Mary Anning – The Women Who Discovered The First Fossil

Share post on Social

Mary Anning is one of the most influential women in Science, recognized by the Royal Society in British History. Anning was an uneducated, working-class woman and, subsequently, an outsider to the scientific community. Mary’s name is taken from the annals of history, and her achievements are unacknowledged and unknown due to her gender and poor social background.

Mary Anning selling seashells near the seashore

Without formal education, her discoveries and ideas about the first-ever Ichthyosaurs and Plesiosaurs to be discovered became the catalyst that changed the way we think about the origins of our planet and how life evolved on it. Her research and discoveries were published by a male geologist who neglected to even refer to her name.

When it was evident, Anning knew more about fossilized remains she discovered and the geology of Lyme Regis than any of the wealthy clients. She was a scientist with a vast capacity to understand the fossilized remains she found in the Blue Lías diffs of Lyme Regis.

The fossil she discovered is still displayed worldwide; they even show the names of wealthy, educated men who bought them from her. The Great Stephan Jay Gould, the most famous science writer of all time, famously called Anning “probably, the most important person and collecting force in the history of Paleontology.”

Her work ignited a fundamental shift in scientific thinking about prehistoric life in the early 19th Century.

ABOUT

The first known find was dug in 1811. It was a 4-foot Ichthyosaur skull. It was dug up by Mary’s brother Joseph when Mary was 12, and a few months later, Anning herself found the rest of the skeleton. They sold to a Lord of a Manor, Henry Hoste Henley of Sandringham House in Sandringham, Norfolk, for £23. And in turn, he sold it to William Bullock, a well-known collector, who displayed it in London.

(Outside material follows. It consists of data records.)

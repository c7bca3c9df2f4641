//! Runs persisted workflows.
//!
//! This is the IO shell around [`StageScheduler`]: it hands ready jobs to a
//! pool of at most `maxParallel` tasks, records every job's outcome on the
//! workflow document as it arrives, and stops handing out work after the
//! first failure or cancellation.

use std::collections::BTreeSet;
use std::sync::Arc;

use tokio::task::JoinSet;
use tracing::{debug, error, info, warn};

use crate::context::Context;
use crate::errors::{BundleError, Result};
use crate::storage::Storage;
use crate::types::ResultStatus;
use crate::workflow::model::{Job, Workflow};

use super::executor::{JobExecutor, JobReport};
use super::scheduler::StageScheduler;

#[derive(Clone)]
pub struct WorkflowEngine {
    storage: Storage,
    executor: Arc<dyn JobExecutor>,
    /// Parallelism for workflows that do not set their own; 0 means the
    /// number of CPUs.
    default_parallel: usize,
}

impl std::fmt::Debug for WorkflowEngine {
    fn fmt(&self, f: &mut std::fmt::Formatter<'_>) -> std::fmt::Result {
        f.debug_struct("WorkflowEngine")
            .field("default_parallel", &self.default_parallel)
            .finish_non_exhaustive()
    }
}

impl WorkflowEngine {
    pub fn new(storage: Storage, executor: Arc<dyn JobExecutor>, default_parallel: usize) -> Self {
        Self {
            storage,
            executor,
            default_parallel,
        }
    }

    /// Workers for `workflow`: 1 in debug mode, otherwise the workflow's
    /// own setting, the engine default, or the number of CPUs.
    pub fn max_parallel(&self, workflow: &Workflow) -> usize {
        if workflow.spec.debug_mode {
            return 1;
        }
        if workflow.spec.max_parallel > 0 {
            return workflow.spec.max_parallel;
        }
        if self.default_parallel > 0 {
            return self.default_parallel;
        }
        std::thread::available_parallelism()
            .map(|n| n.get())
            .unwrap_or(1)
    }

    /// Persist `workflow` (assigning its id on first save) and run every
    /// stage in order.
    pub async fn run_workflow(&self, ctx: &Context, workflow: &mut Workflow) -> Result<()> {
        if workflow.status.cancel_requested {
            return Err(BundleError::Canceled(format!(
                "workflow {} was cancelled",
                workflow.id
            )));
        }
        workflow.status.status = Some(ResultStatus::Running);
        workflow.status.message.clear();
        self.storage.upsert_workflow(ctx, workflow).await?;

        let wctx = ctx.with_workflow(workflow.id.clone());
        info!(
            workflow_id = %workflow.id,
            installation = %workflow.installation,
            stages = workflow.spec.stages.len(),
            max_parallel = self.max_parallel(workflow),
            "running workflow"
        );

        for index in 0..workflow.spec.stages.len() {
            if let Err(e) = self.execute_stage(&wctx, workflow, index).await {
                let status = match &e {
                    BundleError::Canceled(_) => ResultStatus::Canceled,
                    _ => ResultStatus::Failed,
                };
                workflow.status.status = Some(status);
                workflow.status.message = e.to_string();
                self.save(&ctx.detached(), workflow).await?;
                error!(workflow_id = %workflow.id, stage = index, error = %e, "workflow did not complete");
                return Err(e);
            }
        }

        workflow.status.status = Some(ResultStatus::Succeeded);
        self.save(ctx, workflow).await?;
        info!(workflow_id = %workflow.id, "workflow completed");
        Ok(())
    }

    /// Run one stage to completion. Returns the first job failure as an
    /// error once every in-flight job has drained.
    pub async fn execute_stage(
        &self,
        ctx: &Context,
        workflow: &mut Workflow,
        index: usize,
    ) -> Result<()> {
        let satisfied: BTreeSet<String> = workflow.spec.stages[..index]
            .iter()
            .flat_map(|s| s.jobs.values())
            .filter(|j| j.status.is_succeeded())
            .map(|j| j.key.clone())
            .collect();
        let mut scheduler = StageScheduler::new(&workflow.spec.stages[index], &satisfied)?;
        let limit = self.max_parallel(workflow);
        debug!(workflow_id = %workflow.id, stage = index, order = ?scheduler.order(), "stage order");

        let mut workers: JoinSet<(String, Result<JobReport>)> = JoinSet::new();
        let mut aborted: Option<BundleError> = None;
        loop {
            if !ctx.is_cancelled() && aborted.is_none() && !workflow.status.cancel_requested {
                let capacity = limit.saturating_sub(workers.len());
                let ready = scheduler.collect_ready(capacity);
                for key in ready {
                    let Some(job) = workflow.get_job_mut(&key) else {
                        return Err(BundleError::InvariantViolated(format!(
                            "scheduled job {key} is not in the workflow"
                        )));
                    };
                    job.status.status = Some(ResultStatus::Running);
                    job.status.message.clear();
                    let job: Job = job.clone();
                    self.save(ctx, workflow).await?;

                    info!(workflow_id = %workflow.id, job = %key, action = %job.action, "starting job");
                    let executor = Arc::clone(&self.executor);
                    let jctx = ctx.clone();
                    workers.spawn(async move {
                        let report = executor.execute_job(&jctx, &job).await;
                        (job.key, report)
                    });
                }
            }

            let Some(joined) = workers.join_next().await else {
                break;
            };
            let (key, report) = joined.map_err(|e| {
                BundleError::InvariantViolated(format!("job worker panicked: {e}"))
            })?;
            let report = match report {
                Ok(report) => report,
                Err(e) => {
                    error!(workflow_id = %workflow.id, job = %key, error = %e, "job aborted the workflow");
                    let report = JobReport::failed(ResultStatus::Failed, e.to_string());
                    if aborted.is_none() {
                        aborted = Some(e);
                    }
                    report
                }
            };
            self.record(ctx, workflow, &key, &report).await?;
            scheduler.complete(&key, report.status == ResultStatus::Succeeded, report.message.clone());
        }

        if let Some(e) = aborted {
            return Err(e);
        }
        if let Some((key, message)) = scheduler.first_failure() {
            let canceled = workflow
                .get_job(key)
                .is_some_and(|j| j.status.status == Some(ResultStatus::Canceled));
            let msg = format!("job {key} failed: {message}");
            return Err(if canceled {
                BundleError::Canceled(msg)
            } else {
                BundleError::Other(anyhow::anyhow!(msg))
            });
        }
        if !scheduler.all_succeeded() {
            ctx.check("workflow stage")?;
            if workflow.status.cancel_requested {
                return Err(BundleError::Canceled(format!(
                    "workflow {} was cancelled",
                    workflow.id
                )));
            }
            return Err(BundleError::InvariantViolated(format!(
                "stage {index} of workflow {} stopped with unfinished jobs",
                workflow.id
            )));
        }
        Ok(())
    }

    /// Copy a job's outcome onto the workflow and persist it.
    async fn record(
        &self,
        ctx: &Context,
        workflow: &mut Workflow,
        key: &str,
        report: &JobReport,
    ) -> Result<()> {
        let Some(job) = workflow.get_job_mut(key) else {
            return Err(BundleError::InvariantViolated(format!(
                "completed job {key} is not in the workflow"
            )));
        };
        job.status.status = Some(report.status);
        job.status.message = report.message.clone();
        if !report.run_id.is_empty() {
            job.status.last_run_id = report.run_id.clone();
        }
        if !report.result_id.is_empty() {
            job.status.last_result_id = report.result_id.clone();
            if !job.status.result_ids.contains(&report.result_id) {
                job.status.result_ids.push(report.result_id.clone());
            }
        }
        match report.status {
            ResultStatus::Succeeded => {
                info!(workflow_id = %workflow.id, job = %key, result_id = %report.result_id, "job succeeded")
            }
            status => {
                warn!(workflow_id = %workflow.id, job = %key, %status, message = %report.message, "job did not succeed")
            }
        }
        // Cancellation must not stop the outcome from being saved.
        self.save(&ctx.detached(), workflow).await
    }

    /// Persist a workflow that is already running. A cancellation stored by
    /// `cancel_workflow` since the document was loaded is merged in first, so
    /// the write cannot clear it.
    async fn save(&self, ctx: &Context, workflow: &mut Workflow) -> Result<()> {
        if !workflow.id.is_empty() && !workflow.status.cancel_requested {
            match self.storage.get_workflow(ctx, &workflow.id).await {
                Ok(stored) if stored.status.cancel_requested => {
                    info!(workflow_id = %workflow.id, "cancellation requested while running");
                    workflow.status.cancel_requested = true;
                }
                Ok(_) => {}
                Err(e) if e.is_not_found() => {}
                Err(e) => return Err(e),
            }
        }
        self.storage.upsert_workflow(ctx, workflow).await
    }

    /// Load and run a stored workflow.
    pub async fn run_workflow_id(&self, ctx: &Context, id: &str) -> Result<Workflow> {
        let mut workflow = self.storage.get_workflow(ctx, id).await?;
        self.run_workflow(ctx, &mut workflow).await?;
        Ok(workflow)
    }

    /// Reset failed and canceled jobs and run the workflow again. Jobs that
    /// succeeded are not re-run.
    pub async fn retry_workflow(&self, ctx: &Context, id: &str) -> Result<Workflow> {
        let mut workflow = self.storage.get_workflow(ctx, id).await?;
        workflow.status.cancel_requested = false;
        workflow.reset_failed();
        info!(workflow_id = %id, "retrying workflow");
        self.run_workflow(ctx, &mut workflow).await?;
        Ok(workflow)
    }

    /// Mark a workflow so that later runs and steps refuse to proceed.
    pub async fn cancel_workflow(&self, ctx: &Context, id: &str) -> Result<Workflow> {
        let mut workflow = self.storage.get_workflow(ctx, id).await?;
        workflow.status.cancel_requested = true;
        if workflow.status.status != Some(ResultStatus::Succeeded) {
            workflow.status.status = Some(ResultStatus::Canceled);
            workflow.status.message = "cancelled by user".to_string();
        }
        self.storage.upsert_workflow(ctx, &mut workflow).await?;
        info!(workflow_id = %id, "workflow cancelled");
        Ok(workflow)
    }

    /// Run a single job whose dependencies have all succeeded.
    pub async fn step_through(&self, ctx: &Context, id: &str, key: &str) -> Result<Workflow> {
        let mut workflow = self.storage.get_workflow(ctx, id).await?;
        if workflow.status.cancel_requested {
            return Err(BundleError::Canceled(format!("workflow {id} was cancelled")));
        }
        let job = workflow
            .get_job(key)
            .cloned()
            .ok_or_else(|| BundleError::not_found(format!("job {key} in workflow {id}")))?;
        let unmet: Vec<&str> = job
            .depends
            .iter()
            .filter(|d| !workflow.get_job(d).is_some_and(|j| j.status.is_succeeded()))
            .map(String::as_str)
            .collect();
        if !unmet.is_empty() {
            return Err(BundleError::Conflict(format!(
                "job {key} cannot run before {}",
                unmet.join(", ")
            )));
        }

        let wctx = ctx.with_workflow(workflow.id.clone());
        if let Some(j) = workflow.get_job_mut(key) {
            j.status.status = Some(ResultStatus::Running);
        }
        self.save(ctx, &mut workflow).await?;
        info!(workflow_id = %id, job = %key, "stepping through job");

        let report = match self.executor.execute_job(&wctx, &job).await {
            Ok(report) => report,
            Err(e) => {
                let report = JobReport::failed(ResultStatus::Failed, e.to_string());
                self.record(ctx, &mut workflow, key, &report).await?;
                return Err(e);
            }
        };
        self.record(ctx, &mut workflow, key, &report).await?;

        if workflow.is_complete() {
            workflow.status.status = Some(ResultStatus::Succeeded);
            self.save(ctx, &mut workflow).await?;
        }
        if report.status != ResultStatus::Succeeded {
            return Err(BundleError::Other(anyhow::anyhow!(
                "job {key} {}: {}",
                report.status,
                report.message
            )));
        }
        Ok(workflow)
    }
}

The Plesiosaurs discovered by Mary Anning

As at the time, most of the people in England believed in the Biblical account of creation, which implied that Earth was only a few thousand years old, the display generated considerable interest amongst the folks. Later, it was sold for £45 and five shillings at auction in May 1819 as a “Crocodile in a Fossil State” to Charles Konig, of the British Museum, who had already suggested the name “Ichthyosaurs” for it.

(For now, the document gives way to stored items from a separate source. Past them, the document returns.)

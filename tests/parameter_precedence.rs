// tests/parameter_precedence.rs

mod common;
use crate::common::builders::{BundleBuilder, resolved};
use crate::common::{expect_err, init_tracing};

use std::collections::BTreeMap;
use std::error::Error;

use bundlectl::bundle::{Bundle, Schema};
use bundlectl::errors::ErrorKind;
use bundlectl::exec::parameters::{
    finalize_credentials, finalize_parameters, fingerprint, layer_strategies, merge_layers,
    parse_overrides, to_strategies,
};
use bundlectl::secrets::SecretStrategy;
use proptest::prelude::*;
use serde_json::{Value, json};

type TestResult = Result<(), Box<dyn Error>>;

fn overrides(pairs: &[(&str, &str)]) -> BTreeMap<String, String> {
    pairs
        .iter()
        .map(|(k, v)| (k.to_string(), v.to_string()))
        .collect()
}

fn mysql() -> Bundle {
    let mut object = Schema {
        schema_type: Some(json!("object")),
        ..Default::default()
    };
    object.default = Some(json!({}));
    BundleBuilder::new("mysql", "5.7.0")
        .with_default_param("database", "app")
        .with_integer_param("port", Some(3306))
        .with_param(
            "tls",
            Schema {
                schema_type: Some(json!("boolean")),
                ..Default::default()
            },
            false,
        )
        .with_param("settings", object, false)
        .with_required_param("root-password")
        .with_param_for("backup-bucket", &["backup"])
        .with_action("backup", false)
        .with_credential("kubeconfig", true)
        .build()
}

#[test]
fn overrides_beat_resolved_values_which_beat_defaults() -> TestResult {
    init_tracing();
    let bundle = mysql();
    let values = finalize_parameters(
        &bundle,
        "install",
        &resolved(&[("database", "wordpress"), ("port", "3307"), ("root-password", "pw")]),
        &overrides(&[("port", "3308"), ("tls", "true")]),
    )?;
    assert_eq!(values["database"], json!("wordpress"));
    assert_eq!(values["port"], json!(3308));
    assert_eq!(values["tls"], json!(true));
    assert_eq!(values["settings"], json!({}));
    assert_eq!(values["root-password"], json!("pw"));
    assert!(!values.contains_key("backup-bucket"));
    Ok(())
}

#[test]
fn unset_sources_leave_defaults_alone() -> TestResult {
    init_tracing();
    let bundle = mysql();
    let mut values = resolved(&[("root-password", "pw")]);
    values.insert("database".to_string(), None);
    let out = finalize_parameters(&bundle, "install", &values, &BTreeMap::new())?;
    assert_eq!(out["database"], json!("app"));
    assert_eq!(out["port"], json!(3306));
    Ok(())
}

#[test]
fn missing_required_parameters_are_listed() {
    init_tracing();
    let err = expect_err(finalize_parameters(
        &mysql(),
        "install",
        &BTreeMap::new(),
        &BTreeMap::new(),
    ));
    assert_eq!(err.kind(), ErrorKind::MissingSource);
    assert!(err.to_string().contains("root-password"), "{err}");
}

#[test]
fn parameters_are_filtered_by_action() -> TestResult {
    init_tracing();
    let bundle = mysql();
    let values = finalize_parameters(
        &bundle,
        "backup",
        &resolved(&[("backup-bucket", "s3://dumps"), ("root-password", "pw")]),
        &BTreeMap::new(),
    )?;
    assert_eq!(values["backup-bucket"], json!("s3://dumps"));

    let values = finalize_parameters(
        &bundle,
        "upgrade",
        &resolved(&[("backup-bucket", "s3://dumps"), ("root-password", "pw")]),
        &BTreeMap::new(),
    )?;
    assert!(!values.contains_key("backup-bucket"));
    Ok(())
}

#[test]
fn values_that_do_not_fit_the_schema_are_rejected() {
    init_tracing();
    let bundle = mysql();
    let base = resolved(&[("root-password", "pw")]);
    for (name, raw) in [("port", "many"), ("tls", "maybe"), ("settings", "[1]")] {
        let err = expect_err(finalize_parameters(
            &bundle,
            "install",
            &base,
            &overrides(&[(name, raw)]),
        ));
        assert_eq!(err.kind(), ErrorKind::InvalidManifest, "{name}={raw}");
    }
}

#[test]
fn overrides_must_name_declared_parameters() {
    init_tracing();
    let err = expect_err(finalize_parameters(
        &mysql(),
        "install",
        &resolved(&[("root-password", "pw")]),
        &overrides(&[("replicas", "3")]),
    ));
    assert_eq!(err.kind(), ErrorKind::InvalidManifest);
    assert!(err.to_string().contains("has no parameter replicas"), "{err}");
}

#[test]
fn undeclared_resolved_values_are_ignored() -> TestResult {
    init_tracing();
    let values = finalize_parameters(
        &mysql(),
        "install",
        &resolved(&[("root-password", "pw"), ("leftover", "x")]),
        &BTreeMap::new(),
    )?;
    assert!(!values.contains_key("leftover"));
    Ok(())
}

#[test]
fn required_credentials_must_resolve() -> TestResult {
    init_tracing();
    let bundle = mysql();
    let creds = finalize_credentials(&bundle, "install", &resolved(&[("kubeconfig", "cfg")]))?;
    assert_eq!(creds["kubeconfig"], "cfg");

    let mut unset = BTreeMap::new();
    unset.insert("kubeconfig".to_string(), None);
    let err = expect_err(finalize_credentials(&bundle, "install", &unset));
    assert_eq!(err.kind(), ErrorKind::MissingSource);
    assert!(err.to_string().contains("kubeconfig"), "{err}");
    Ok(())
}

#[test]
fn fingerprints_ignore_representation_and_internal_parameters() -> TestResult {
    init_tracing();
    let bundle = mysql();
    let mut typed = BTreeMap::new();
    typed.insert("port".to_string(), json!(3306));
    typed.insert("tls".to_string(), json!(false));
    let mut textual = BTreeMap::new();
    textual.insert("port".to_string(), json!("3306"));
    textual.insert("tls".to_string(), json!("false"));
    textual.insert("porter-debug".to_string(), json!("true"));

    assert_eq!(fingerprint(&bundle, &typed)?, fingerprint(&bundle, &textual)?);
    assert_eq!(fingerprint(&bundle, &typed)?["port"], "3306");
    Ok(())
}

#[test]
fn run_parameters_are_stored_as_literals() -> TestResult {
    init_tracing();
    let bundle = mysql();
    let mut values = BTreeMap::new();
    values.insert("port".to_string(), json!(3306));
    values.insert("settings".to_string(), json!({"a": 1}));
    let strategies = to_strategies(&bundle, &values)?;
    assert_eq!(
        strategies,
        vec![
            SecretStrategy::value("port", "3306"),
            SecretStrategy::value("settings", r#"{"a":1}"#),
        ]
    );
    Ok(())
}

#[test]
fn overrides_parse_name_value_pairs() -> TestResult {
    init_tracing();
    let parsed = parse_overrides(&["a=1".to_string(), " b =x=y".to_string(), "c=".to_string()])?;
    assert_eq!(parsed, overrides(&[("a", "1"), ("b", "x=y"), ("c", "")]));

    for bad in ["novalue", "=3"] {
        let err = expect_err(parse_overrides(&[bad.to_string()]));
        assert_eq!(err.kind(), ErrorKind::InvalidManifest, "{bad}");
    }
    Ok(())
}

#[test]
fn strategy_layers_let_the_last_entry_win() {
    init_tracing();
    let sets = vec![
        SecretStrategy::value("region", "us"),
        SecretStrategy::value("tier", "bronze"),
    ];
    let inline = vec![SecretStrategy::value("tier", "gold")];
    let merged = layer_strategies([sets.as_slice(), inline.as_slice()]);
    assert_eq!(
        merged,
        vec![
            SecretStrategy::value("region", "us"),
            SecretStrategy::value("tier", "gold"),
        ]
    );
}

proptest! {
    #[test]
    fn merged_layers_take_each_key_from_the_last_layer_holding_it(
        layers in proptest::collection::vec(
            proptest::collection::btree_map("[a-e]", 0u32..100, 0..5),
            0..5,
        )
    ) {
        let merged = merge_layers(layers.iter());
        for (key, value) in &merged {
            let last = layers.iter().rev().find_map(|l| l.get(key));
            prop_assert_eq!(Some(value), last);
        }
        for layer in &layers {
            for key in layer.keys() {
                prop_assert!(merged.contains_key(key));
            }
        }
    }

    #[test]
    fn integer_values_survive_conversion(n in any::<i64>()) {
        let bundle = BundleBuilder::new("n", "1.0.0").with_integer_param("n", None).build();
        let values = finalize_parameters(
            &bundle,
            "install",
            &resolved(&[("n", n.to_string().as_str())]),
            &BTreeMap::new(),
        ).unwrap();
        prop_assert_eq!(&values["n"], &Value::from(n));
    }
}
//! Value-source strategies: where a parameter or credential value comes from.

use std::fmt;

use serde::{Deserialize, Serialize};

pub const SOURCE_VALUE: &str = "value";
pub const SOURCE_ENV: &str = "env";
pub const SOURCE_PATH: &str = "path";
pub const SOURCE_COMMAND: &str = "command";
pub const SOURCE_SECRET: &str = "secret";
/// In-process workflow wiring, see `secrets::resolver`.
pub const SOURCE_PORTER: &str = "porter";

pub const SOURCE_KEYS: &[&str] = &[
    SOURCE_VALUE,
    SOURCE_ENV,
    SOURCE_PATH,
    SOURCE_COMMAND,
    SOURCE_SECRET,
    SOURCE_PORTER,
];

#[derive(Debug, Clone, Default, PartialEq, Eq, Hash, Serialize, Deserialize)]
pub struct Source {
    pub key: String,
    pub value: String,
}

impl Source {
    pub fn new(key: &str, value: impl Into<String>) -> Self {
        Self {
            key: key.to_string(),
            value: value.into(),
        }
    }

    pub fn is_known_key(&self) -> bool {
        SOURCE_KEYS.contains(&self.key.as_str())
    }
}

impl fmt::Display for Source {
    fn fmt(&self, f: &mut fmt::Formatter<'_>) -> fmt::Result {
        // Literal values may be sensitive; only show where the value lives.
        if self.key == SOURCE_VALUE {
            write!(f, "{}:<literal>", self.key)
        } else {
            write!(f, "{}:{}", self.key, self.value)
        }
    }
}

/// A named value plus the source it is fetched from.
///
/// `resolved_value` is filled in by the resolver and never persisted.
#[derive(Debug, Clone, Default, PartialEq, Eq, Serialize, Deserialize)]
pub struct SecretStrategy {
    pub name: String,
    pub source: Source,
    #[serde(skip)]
    pub resolved_value: Option<String>,
}

impl SecretStrategy {
    pub fn new(name: impl Into<String>, source: Source) -> Self {
        Self {
            name: name.into(),
            source,
            resolved_value: None,
        }
    }

    pub fn value(name: impl Into<String>, value: impl Into<String>) -> Self {
        Self::new(name, Source::new(SOURCE_VALUE, value))
    }
}

/// Find a strategy by name, the last entry winning on duplicates.
pub fn find<'a>(strategies: &'a [SecretStrategy], name: &str) -> Option<&'a SecretStrategy> {
    strategies.iter().rev().find(|s| s.name == name)
}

Ichthyosaurs, found by Mary Anning in 1811

After Mary’s father, Richard’s death, her mother, Molly, ran the fossil business. In 1821, Molly wrote to the British Museum to request payment regarding a specimen. Mary’s brother, Joseph’s time was increasingly being taken up by his apprenticeship to an upholsterer yet, till 1825, he remained active in the fossil business despite that. By that time, Mary Anning has sanctioned the head role in the family. She was once recorded to have said:

The world has used me ill .. these men of learning have sucked my brains, and made a great deal of publishing works, of which I furnished the contents, while I derived none of the advantages

Mary Anning

AT THE END

Toward the end of her life, Anning was awarded a small income from the British Association for the Advancement of Science and the Geological Society of London. This was given in recognition of her contributions to Science.

After she died of breast cancer aged forty-seven in 1847, the Geological Society president spoke of her in his annual address. In 2010, a hundred and sixty-three years after her death, the Royal Society finally recognized Anning as one of the most influential women scientists in British history.

She Sells Sea Shells On The Seashore

Inspired by Mary Anning
Mary Anning by the sea shore selling seashells

The tongue twister, “She Sells Sea Shells On The Seashore,” is inspired by Mary Anning.